How would a foreign startup raise funds in US?
Start with the reality: US investors fund “US-ready” companies
Yes, a foreign startup can raise money in the US. In practice, most US angels and venture capital (VC) firms prefer (or require) a structure that makes investing legally simple, tax-efficient, and enforceable. “US-ready” usually means:
- A Delaware C-Corporation (a US company incorporated in Delaware) as the parent company, or at least as the fundraising entity.
- Clean cap table (cap table = who owns what %), with clear founder equity and option pool plans.
- US-friendly investment docs like a SAFE (Simple Agreement for Future Equity) or a priced equity round.
- Banking + accounting that can handle US investors (often a US bank account and US accounting/tax support).
None of this guarantees funding, but without it you’ll lose time to “we can’t invest in this structure” objections.
Pick the right fundraising path: 4 common structures
There are multiple ways to raise US capital.
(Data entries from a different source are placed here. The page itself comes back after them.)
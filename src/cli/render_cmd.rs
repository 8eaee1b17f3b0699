//! Render and fields commands
//!
//! The command-line switches are applied the same way a third-party
//! extension would apply them: as callbacks on the extension hooks.

use std::path::PathBuf;
use std::sync::Arc;

use anyhow::{Context, Result};
use clap::Args;

use super::output::Output;
use crate::domain::{PostId, Sorter};
use crate::hooks::names::{
    BEFORE_CONTENT, DEFAULT_PRIORITY, DISPLAY_CUSTOM_FIELDS, HEADING, SORTER, THE_CONTENT,
};
use crate::hooks::{HookRegistry, HookValue};
use crate::render::DisplayCustomFields;
use crate::storage::{Config, SiteStore};

/// Switches shared by `render` and `fields`
#[derive(Args, Debug, Clone)]
pub struct FieldsArgs {
    /// Site file (.json, .yaml or .yml)
    pub site: PathBuf,

    /// Post id
    pub post: u64,

    /// Sort strategy (ksort, krsort, asort, arsort, none)
    #[arg(long)]
    pub sort: Option<String>,

    /// Display fields on post types that are excluded by default
    #[arg(long)]
    pub show_excluded: bool,
}

#[derive(Args, Debug, Clone)]
pub struct RenderArgs {
    #[command(flatten)]
    pub fields: FieldsArgs,

    /// Place the block after the content
    #[arg(long)]
    pub after: bool,

    /// Leave out the heading
    #[arg(long)]
    pub no_heading: bool,
}

/// Registers the callbacks equivalent to the command-line switches
fn apply_switches(registry: &mut HookRegistry, fields: &FieldsArgs, render: Option<&RenderArgs>) -> Result<()> {
    if let Some(name) = &fields.sort {
        let sorter: Sorter = name.parse()?;
        registry.add_filter(SORTER, "cli::sort", move |_, _| Ok(HookValue::Sorter(sorter.clone())));
    }

    if fields.show_excluded {
        registry.remove_filter(DISPLAY_CUSTOM_FIELDS, "post_type_filter", DEFAULT_PRIORITY);
    }

    if let Some(render) = render {
        if render.after {
            registry.add_filter(BEFORE_CONTENT, "cli::after", |_, _| Ok(HookValue::Bool(false)));
        }
        if render.no_heading {
            registry.add_filter(HEADING, "cli::no_heading", |_, _| Ok(HookValue::Text(String::new())));
        }
    }

    Ok(())
}

fn load(config: &Config, fields: &FieldsArgs, render: Option<&RenderArgs>) -> Result<(SiteStore, Arc<DisplayCustomFields>)> {
    let store = SiteStore::load(&fields.site)?;
    tracing::debug!(site = %fields.site.display(), posts = store.site().posts.len(), "site loaded");

    let mut registry = HookRegistry::with_defaults(&config.display);
    apply_switches(&mut registry, fields, render)?;

    let plugin = DisplayCustomFields::new(config, Arc::new(store.clone()), registry)?;
    Ok((store, Arc::new(plugin)))
}

/// Runs the host content filter for a post and prints the result
pub fn render(output: &Output, config: &Config, args: &RenderArgs) -> Result<()> {
    let (store, plugin) = load(config, &args.fields, Some(args))?;
    let ctx = store.context(PostId(args.fields.post))?;

    let mut host = HookRegistry::new().with_policy(plugin.renderer().registry().policy());
    plugin.attach(&mut host);

    let content = host
        .apply_filters(
            THE_CONTENT,
            HookValue::Text(ctx.raw_content.clone()),
            &[HookValue::Context(ctx.clone())],
        )?
        .into_text(THE_CONTENT)
        .context("Content filter returned unexpected output")?;

    output.text_or_json(&content, || {
        serde_json::json!({
            "post_id": ctx.post_id,
            "post_type": ctx.post_type,
            "content": content,
        })
    });

    Ok(())
}

/// Prints the final label/value rows for a post
pub fn fields(output: &Output, config: &Config, args: &FieldsArgs) -> Result<()> {
    let (store, plugin) = load(config, args, None)?;
    let ctx = store.context(PostId(args.post))?;

    let dataset = plugin.renderer().dataset(&ctx)?;

    if output.is_json() {
        output.data(&dataset);
        return Ok(());
    }

    match dataset {
        Some(dataset) => {
            for (label, value) in dataset.iter() {
                output.row(&[label, value]);
            }
        }
        None => tracing::info!(post = %ctx.post_id, post_type = %ctx.post_type, "display vetoed"),
    }

    Ok(())
}
//! Shared Kernel - Domain-crossing minimal core
//!
//! This crate contains the "smallest core" of vocabulary shared by every
//! domain crate:
//! - Common error types and result aliases
//! - The error-kind → HTTP status mapping
//!
//! **Design Principle**: Only include things that are "hard to change"
//! and have consistent meaning across all domains.

pub mod error {
    pub mod app_error;
    pub mod kind;
}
The “best” option depends on your stage, where your team is located, and whether you need US hiring or US customers soon.
1) Delaware C-Corp parent (most common for VC)
This is the default for venture-backed startups. You form a Delaware C-Corp and either:
- Make your existing foreign company a subsidiary, or
- Do a “flip” (the US company becomes the parent and shareholders exchange their shares).
Why investors like it: standard governance, predictable shareholder rights, and familiar documents. Why founders like it: it unlocks most US VC and many accelerators.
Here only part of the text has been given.